SNBL was also cited, added Budkie, “for inadequate euthanasia methods” in connection with “multiple protocols involving beagles, monkeys, and pigs,” and “because multiple primates were not being treated for stereotypical behaviors such as flipping and ripping out their hair,” as well as feces-flinging and smearing in one instance.

Budkie asked that SNBL should “receive the maximum in fines for these new infractions as well as all others which were the subject of previous citations –– $10.000 per infraction/per animal as well as the permanent suspension of their animal dealer license and the surrender of the SNBL research facility registration. In short, this animal lab/dealer should be permanently prevented from working with USDA regulated animals.

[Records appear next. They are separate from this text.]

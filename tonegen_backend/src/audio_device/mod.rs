pub mod cpal_sink;
pub mod enumeration;
pub mod negotiation;

pub use cpal_sink::{CpalOutput, CpalSink};
pub use enumeration::{DeviceEnumerator, DeviceInfo};
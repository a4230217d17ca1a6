use std::sync::atomic::{AtomicU32, AtomicU64, Ordering};
use std::time::Instant;
use quanta::{Clock, Instant as QuantaInstant};

/// Snapshot of streaming metrics suitable for logging/status output (non-RT).
#[derive(Debug, Clone)]
pub struct StreamSnapshot {
    /// Frames handed to the sink since creation or last reset.
    pub frames_written: u64,
    /// Blocks handed to the sink.
    pub blocks_written: u64,
    /// Writes the sink refused.
    pub write_errors: u64,
    /// Shortest write observed (ns).
    pub min_write_nanos: Option<u64>,
    /// Longest write observed (ns).
    pub max_write_nanos: Option<u64>,
    /// EMA of write duration in nanoseconds.
    pub ema_write_nanos: f64,
    /// Playback time of one block at the stream rate.
    pub expected_block_nanos: f64,
    /// EMA write time as a share of block playback time. Close to 100 means
    /// the worker is paced by the device; far below means the queue is filling.
    pub blocked_percent: f64,
    pub timestamp: Instant,
}

/// Lock-free counters for the streaming worker.
///
/// The worker only calls the `add_*`/`increment_*` methods and `scoped_write()`;
/// those touch atomics only. `snapshot` is meant for the control thread.
pub struct StreamMonitor {
    clock: Clock,
    block_frames: AtomicU64,
    sample_rate: AtomicU32,

    frames_written: AtomicU64,
    blocks_written: AtomicU64,
    write_errors: AtomicU64,

    min_write_nanos: AtomicU64,
    max_write_nanos: AtomicU64,
    /// EMA of write duration stored as f64 bits
    ema_write_bits: AtomicU64,

    ema_alpha: f64,
}

impl StreamMonitor {
    /// `ema_alpha` controls how quickly the write-time average follows new
    /// values; 0.05..0.2 works well.
    pub fn new(ema_alpha: f64) -> Self {
        Self {
            clock: Clock::new(),
            block_frames: AtomicU64::new(0),
            sample_rate: AtomicU32::new(0),
            frames_written: AtomicU64::new(0),
            blocks_written: AtomicU64::new(0),
            write_errors: AtomicU64::new(0),
            min_write_nanos: AtomicU64::new(u64::MAX),
            max_write_nanos: AtomicU64::new(0),
            ema_write_bits: AtomicU64::new(0u64),
            ema_alpha: ema_alpha.clamp(f64::MIN_POSITIVE, 1.0),
        }
    }

    /// Record the block size and rate of a freshly opened sink.
    pub fn set_stream_format(&self, block_frames: usize, sample_rate: u32) {
        self.block_frames.store(block_frames as u64, Ordering::Relaxed);
        self.sample_rate.store(sample_rate, Ordering::Relaxed);
    }

    #[inline(always)]
    pub fn add_frames_written(&self, n: u64) {
        self.frames_written.fetch_add(n, Ordering::Relaxed);
        self.blocks_written.fetch_add(1, Ordering::Relaxed);
    }

    #[inline(always)]
    pub fn increment_write_errors(&self) {
        self.write_errors.fetch_add(1, Ordering::Relaxed);
    }

    /// Record a write duration in nanoseconds. Updates min, max and EMA.
    #[inline(always)]
    pub fn record_write_nanos(&self, nanos: u64) {
        self.min_write_nanos.fetch_min(nanos, Ordering::Relaxed);
        self.max_write_nanos.fetch_max(nanos, Ordering::Relaxed);

        // EMA_new = alpha * x + (1 - alpha) * EMA_old
        let alpha = self.ema_alpha;
        let mut old_bits = self.ema_write_bits.load(Ordering::Relaxed);
        loop {
            let old_f = f64::from_bits(old_bits);
            let new_f = alpha * (nanos as f64) + (1.0 - alpha) * old_f;
            match self.ema_write_bits.compare_exchange_weak(
                old_bits,
                new_f.to_bits(),
                Ordering::Relaxed,
                Ordering::Relaxed,
            ) {
                Ok(_) => break,
                Err(found) => old_bits = found,
            }
        }
    }

    /// Guard that records the time until it is dropped:
    ///
    /// ```ignore
    /// let _g = monitor.scoped_write();
    /// sink.write(block)?;
    /// ```
    #[inline(always)]
    pub fn scoped_write(&self) -> WriteGuard<'_> {
        WriteGuard {
            monitor: self,
            start: self.clock.now(),
        }
    }

    /// Read the counters. With `reset_peaks`, min/max/EMA start over afterwards.
    pub fn snapshot(&self, reset_peaks: bool) -> StreamSnapshot {
        let min_raw = self.min_write_nanos.load(Ordering::Relaxed);
        let max_raw = self.max_write_nanos.load(Ordering::Relaxed);
        let ema_f = f64::from_bits(self.ema_write_bits.load(Ordering::Relaxed));

        let sample_rate = self.sample_rate.load(Ordering::Relaxed);
        let block_frames = self.block_frames.load(Ordering::Relaxed);
        let expected_block_nanos = if sample_rate > 0 {
            (block_frames as f64 / sample_rate as f64) * 1_000_000_000.0
        } else {
            0.0
        };
        let blocked_percent = if expected_block_nanos > 0.0 {
            (ema_f / expected_block_nanos) * 100.0
        } else {
            0.0
        };

        if reset_peaks {
            self.min_write_nanos.store(u64::MAX, Ordering::Relaxed);
            self.max_write_nanos.store(0, Ordering::Relaxed);
            self.ema_write_bits.store(0u64, Ordering::Relaxed);
        }

        StreamSnapshot {
            frames_written: self.frames_written.load(Ordering::Relaxed),
            blocks_written: self.blocks_written.load(Ordering::Relaxed),
            write_errors: self.write_errors.load(Ordering::Relaxed),
            min_write_nanos: (min_raw != u64::MAX).then_some(min_raw),
            max_write_nanos: (max_raw != 0).then_some(max_raw),
            ema_write_nanos: ema_f,
            expected_block_nanos,
            blocked_percent,
            timestamp: Instant::now(),
        }
    }
}

impl Default for StreamMonitor {
    fn default() -> Self {
        Self::new(0.1)
    }
}

/// Records elapsed write time on drop.
pub struct WriteGuard<'a> {
    monitor: &'a StreamMonitor,
    start: QuantaInstant,
}

impl Drop for WriteGuard<'_> {
    fn drop(&mut self) {
        let elapsed = self.monitor.clock.now().saturating_duration_since(self.start);
        let nanos = u64::try_from(elapsed.as_nanos()).unwrap_or(u64::MAX);
        self.monitor.record_write_nanos(nanos);
    }
}

#[cfg(test)]
mod tests {
    use super::*;

    #[test]
    fn test_empty_snapshot() {
        let monitor = StreamMonitor::default();
        let snap = monitor.snapshot(false);
        assert_eq!(snap.frames_written, 0);
        assert_eq!(snap.min_write_nanos, None);
        assert_eq!(snap.max_write_nanos, None);
        assert_eq!(snap.blocked_percent, 0.0);
    }

    #[test]
    fn test_counters_and_peaks() {
        let monitor = StreamMonitor::new(1.0);
        monitor.set_stream_format(441, 44_100);
        monitor.add_frames_written(441);
        monitor.add_frames_written(441);
        monitor.record_write_nanos(5_000_000);
        monitor.record_write_nanos(10_000_000);
        monitor.increment_write_errors();

        let snap = monitor.snapshot(true);
        assert_eq!(snap.frames_written, 882);
        assert_eq!(snap.blocks_written, 2);
        assert_eq!(snap.write_errors, 1);
        assert_eq!(snap.min_write_nanos, Some(5_000_000));
        assert_eq!(snap.max_write_nanos, Some(10_000_000));
        // alpha 1.0 -> EMA is the last value; block lasts 10ms
        assert!((snap.expected_block_nanos - 10_000_000.0).abs() < 1.0);
        assert!((snap.blocked_percent - 100.0).abs() < 1e-6);

        let after = monitor.snapshot(false);
        assert_eq!(after.min_write_nanos, None);
        assert_eq!(after.frames_written, 882);
    }

    #[test]
    fn test_scoped_write_records_once() {
        let monitor = StreamMonitor::default();
        {
            let _g = monitor.scoped_write();
        }
        assert!(monitor.snapshot(false).min_write_nanos.is_some());
    }
}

Previous fine said to be too light

SAEN, the Animal Welfare Institute, and People for the Ethical Treatment of Animals all denounced as too light the near-record $185,000 fine and other penalties issued against SNBL by the USDA Animal & Plant Health Inspection Service in December 2016.

Acting on a complaint filed by SAEN in May 2014, USDA-APHIS on that occasion suspended the SNBL dealer’s permit to trade in monkeys for 30 days.

Emphasized USDA-APHIS in announcing the fine and permit suspension, “The gravity of the violations alleged in this complaint is great and includes 38 deaths of nonhuman primates. Alleged violations occurred over an extended period of time,” from December 2011 through May 2016, USDA-APHIS said.

25 monkeys died in one 2013 incident

Summarized Everett Herald reporter Jim Davis, “The majority of the monkey deaths — 25 of the 38 — happened in October 2013, when the company sent 840 long-tailed macaques from Cambodia, to Houston, Texas. Upon arrival, SNBL veterinarians observed that that the monkeys were thirsty and appeared weak, thin and in poor shape. The company did not provide veterinary care to the macaques, but sent 360 of them to its facility in Alice, Texas and 480 to Everett. Five macaques died before arrival, 17 died or were euthanized shortly after, and three more monkeys died in the next five days.”

“On the radar since 2002”

Animal Welfare Institute president Cathy Liss observed that SNBL “has been on the USDA’s enforcement radar since at least 2002,” having been fined at least three times before the $185,000 fine.

“The USDA did not issue any fine, however, after a monkey was boiled alive in a cage washer at SNBL in 2007,” Liss said.

Tried to hide the evidence

Noted Houston Press reporter Craig Malisow, “The USDA—in concert with SNBL—filed a ‘motion to seal’ to prevent vital facts from this case being made available to the general public. As a result, a redacted complaint replaced the original document on the hearing docket, with crucial information blacked from the public eye. The motion to seal indicated a buckling by the USDA to the wishes of the company to keep the case details quiet.”